──────── Information supplied

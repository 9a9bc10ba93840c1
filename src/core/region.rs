use serde::{Deserialize, Serialize};

use crate::core::coord::CoordSystem;

/// A sequence region (slice): one named span within a coordinate system.
///
/// Regions built by the loaders are always whole-sequence spans, so start is
/// 1, length mirrors end, and strand is forward.
#[derive(Debug, Clone, PartialEq, Eq, Serialize, Deserialize)]
pub struct SeqRegion {
    /// Region name, unique within its coordinate system
    pub name: String,

    /// 1-based start coordinate
    pub start: u64,

    /// Inclusive end coordinate
    pub end: u64,

    /// Region length; equals end for whole-sequence spans
    pub length: u64,

    /// Strand, +1 for everything the loaders produce
    pub strand: i8,

    /// The coordinate system this region belongs to
    pub coord_system: CoordSystem,
}

impl SeqRegion {
    /// Build a whole-sequence span: start=1, end=length, forward strand.
    pub fn whole_span(name: impl Into<String>, length: u64, coord_system: &CoordSystem) -> Self {
        Self {
            name: name.into(),
            start: 1,
            end: length,
            length,
            strand: 1,
            coord_system: coord_system.clone(),
        }
    }

    /// Check the region invariants: end >= start >= 1, length consistent
    /// with the span.
    pub fn validate(&self) -> Result<(), String> {
        if self.start < 1 {
            return Err(format!(
                "region '{}' has start {} (must be >= 1)",
                self.name, self.start
            ));
        }
        if self.end < self.start {
            return Err(format!(
                "region '{}' has end {} before start {}",
                self.name, self.end, self.start
            ));
        }
        if self.length != self.end - self.start + 1 {
            return Err(format!(
                "region '{}' has length {} but spans {}..{}",
                self.name, self.length, self.start, self.end
            ));
        }
        Ok(())
    }
}

#[cfg(test)]
mod tests {
    use super::*;

    fn contig_cs() -> CoordSystem {
        CoordSystem::new("contig", None, 2).with_sequence_level(true)
    }

    #[test]
    fn test_whole_span() {
        let region = SeqRegion::whole_span("AL627309.15", 1000, &contig_cs());
        assert_eq!(region.start, 1);
        assert_eq!(region.end, 1000);
        assert_eq!(region.length, 1000);
        assert_eq!(region.strand, 1);
        assert!(region.validate().is_ok());
    }

    #[test]
    fn test_validate_rejects_empty_span() {
        // A zero-length sequence yields end=0 < start=1
        let region = SeqRegion::whole_span("empty", 0, &contig_cs());
        assert!(region.validate().is_err());
    }

    #[test]
    fn test_validate_rejects_inconsistent_length() {
        let mut region = SeqRegion::whole_span("chr1", 500, &contig_cs());
        region.length = 400;
        assert!(region.validate().is_err());
    }
}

────────────────

> **What to do**
The only acceptable answer is a number: how many lines in the data above hold the word "CoordSystem".

> **Task result**
5